Codziennie rano Jenny wychodzi pobiegać z Molly, jednak przed tym nakrywa nam do stołu. My natomiast wybieramy co zjemy na śniadanie spośród płatków z mlekiem, tostów z czekoladą, dżemem lub masłem. W weekendy przygotowuje nam natomiast tradycyjne angielskie śniadanie, złożone z pieczonej kiełbaski, bekonu, smażonej fasoli i jajka sadzonego. Do posiłków dostajemy skoncentrowany sok pomarańczowy lub z czarnej porzeczki, który obowiązkowo należy rozcieńczyć z wodą w proporcjach 1:9. Nieświadomi tego faktu i przekonani że jest to zwykły sok, każdy z nas wypił po szklance nadzwyczajnie słodkiego syropu.

Po śniadaniu każdy z nas zabiera z lodówki przygotowany przez Jenny poprzedniego dnia lunch w lunch box’ie. Zazwyczaj jest to paczka chipsów, owoc, kanapki oraz bidon z sokiem.

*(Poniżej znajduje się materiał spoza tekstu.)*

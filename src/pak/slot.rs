//! Bit-packed PAK seek table slots
//!
//! Each slot is one little-endian `u32`: bits 0-28 hold the packet offset and
//! bits 29-31 the storage type.

use crate::codec::CompressionScheme;

/// How a packet's bytes are stored
#[derive(Debug, Clone, Copy, PartialEq, Eq)]
pub enum StorageType {
    /// Stored as-is
    Raw,
    /// Stored as-is; the payload is a file in its own right
    FileWithinFile,
    /// Size prefix followed by an LZW stream
    Lzw,
    /// Huffman coded; not supported
    Huffman,
    /// Size prefix followed by a zlib stream
    Deflate,
    /// Tag values 5 and 6, never observed in shipped data
    Reserved(u8),
    /// Empty packet with no payload
    Null,
}

impl StorageType {
    /// Decode a 3-bit tag
    pub fn from_bits(bits: u8) -> Self {
        match bits & 0x07 {
            0 => StorageType::Raw,
            1 => StorageType::FileWithinFile,
            2 => StorageType::Lzw,
            3 => StorageType::Huffman,
            4 => StorageType::Deflate,
            7 => StorageType::Null,
            other => StorageType::Reserved(other),
        }
    }

    /// The 3-bit tag for this type
    pub fn bits(self) -> u8 {
        match self {
            StorageType::Raw => 0,
            StorageType::FileWithinFile => 1,
            StorageType::Lzw => 2,
            StorageType::Huffman => 3,
            StorageType::Deflate => 4,
            StorageType::Reserved(bits) => bits & 0x07,
            StorageType::Null => 7,
        }
    }

    /// Decompression scheme for size-prefixed packets
    pub fn scheme(self) -> Option<CompressionScheme> {
        match self {
            StorageType::Lzw => Some(CompressionScheme::Lzw),
            StorageType::Deflate => Some(CompressionScheme::Deflate),
            _ => None,
        }
    }

    /// True if the payload begins with a 4-byte uncompressed size
    pub fn has_size_prefix(self) -> bool {
        self.scheme().is_some()
    }

    /// Short lowercase label for listings
    pub fn label(self) -> &'static str {
        match self {
            StorageType::Raw => "raw",
            StorageType::FileWithinFile => "fwf",
            StorageType::Lzw => "lzw",
            StorageType::Huffman => "huffman",
            StorageType::Deflate => "zlib",
            StorageType::Reserved(_) => "reserved",
            StorageType::Null => "null",
        }
    }
}

/// One raw seek table slot
#[derive(Debug, Clone, Copy, PartialEq, Eq)]
pub struct TableSlot(pub u32);

impl TableSlot {
    /// Position of the storage type bits
    pub const TYPE_SHIFT: u32 = 29;

    /// Mask selecting the offset bits
    pub const OFFSET_MASK: u32 = (1 << Self::TYPE_SHIFT) - 1;

    /// Pack an offset and a 3-bit type tag
    ///
    /// Offset bits above bit 28 are discarded.
    pub fn pack(offset: u32, type_bits: u8) -> Self {
        TableSlot((offset & Self::OFFSET_MASK) | (u32::from(type_bits & 0x07) << Self::TYPE_SHIFT))
    }

    /// Packet offset
    pub fn offset(self) -> u32 {
        self.0 & Self::OFFSET_MASK
    }

    /// Raw 3-bit type tag
    pub fn type_bits(self) -> u8 {
        (self.0 >> Self::TYPE_SHIFT) as u8
    }

    /// Decoded storage type
    pub fn storage_type(self) -> StorageType {
        StorageType::from_bits(self.type_bits())
    }
}

#[cfg(test)]
mod tests {
    use super::*;

    #[test]
    fn test_storage_type_bits() {
        for bits in 0..8u8 {
            assert_eq!(StorageType::from_bits(bits).bits(), bits);
        }
        assert_eq!(StorageType::from_bits(5), StorageType::Reserved(5));
        assert_eq!(StorageType::from_bits(7), StorageType::Null);
    }

    #[test]
    fn test_schemes() {
        assert_eq!(StorageType::Lzw.scheme(), Some(CompressionScheme::Lzw));
        assert_eq!(
            StorageType::Deflate.scheme(),
            Some(CompressionScheme::Deflate)
        );
        assert!(StorageType::Raw.scheme().is_none());
        assert!(!StorageType::Null.has_size_prefix());
    }

    #[test]
    fn test_slot_unpack() {
        let slot = TableSlot(0x4000_0010);
        assert_eq!(slot.offset(), 0x10);
        assert_eq!(slot.storage_type(), StorageType::Lzw);

        let null = TableSlot(0xE000_0400);
        assert_eq!(null.offset(), 0x400);
        assert_eq!(null.storage_type(), StorageType::Null);
    }

    #[test]
    fn test_slot_pack() {
        let slot = TableSlot::pack(0x1FFF_FFFF, 4);
        assert_eq!(slot.0, 0x9FFF_FFFF);
        assert_eq!(slot.offset(), 0x1FFF_FFFF);
        assert_eq!(slot.storage_type(), StorageType::Deflate);
    }
}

Kiedy wracamy z pracy Jenny raczy nas obiadem, który zawsze przygotowuje samodzielnie i który zawsze jest przepyszny. Po każdym obiedzie dostajemy jakiś smakowity deser, np. lody lub budyń.

Jeśli w międzyczasie jesteśmy głodni, kuchnia jest dla nas przez cały czas „otwarta”.

 

Atmosfera w domu jest bardzo rodzinna i przyjazna. Jenny często zagaduje co się u nas działo i jak minął nam dzień. Peter natomiast kiedy wróci z pracy zawsze wymieni z nami parę zdań zanim pójdzie na spacer z Molly. Po powrocie zwykle idzie odpocząć. Czujemy się tutaj jak u siebie, a nasi gospodarze zawsze witają nas z uśmiechem.

Praca

Moja praktyka odbywa się w warsztacie Apex MOT Car Garage. Firma specjalizuje się w naprawie silników oraz w diagnostyce komputerowej samochodów. Dojazd do pracy zajmuje nam około 50 minut. Najpierw dojeżdżamy autobusem spod domu do centrum Preston, a następnie pieszo idziemy do garażu. Pracownicy byli dla nas mili i pozytywnie nastawieni, z chęcią odpowiadali na wszystkie pytania oraz służyli pomocą kiedy czegoś nie potrafiliśmy zrobić. W pracy zajmowaliśmy się wieloma czynnościami, głównie pomagaliśmy pracownikom w prostych zadaniach, jak np. podniesienie samochodu czy wymiana koła. Dostawaliśmy również bardziej skomplikowane prace, jak np. rozebranie silnika lub diagnostyka komputerowa. W warsztacie panowała przyjemna atmosfera, w tle często leciała muzyka, pracownicy chodzili uśmiechnięci, a ich chęć do rozmów i pomocy pozwalała naprawdę poczuć się częścią zespołu.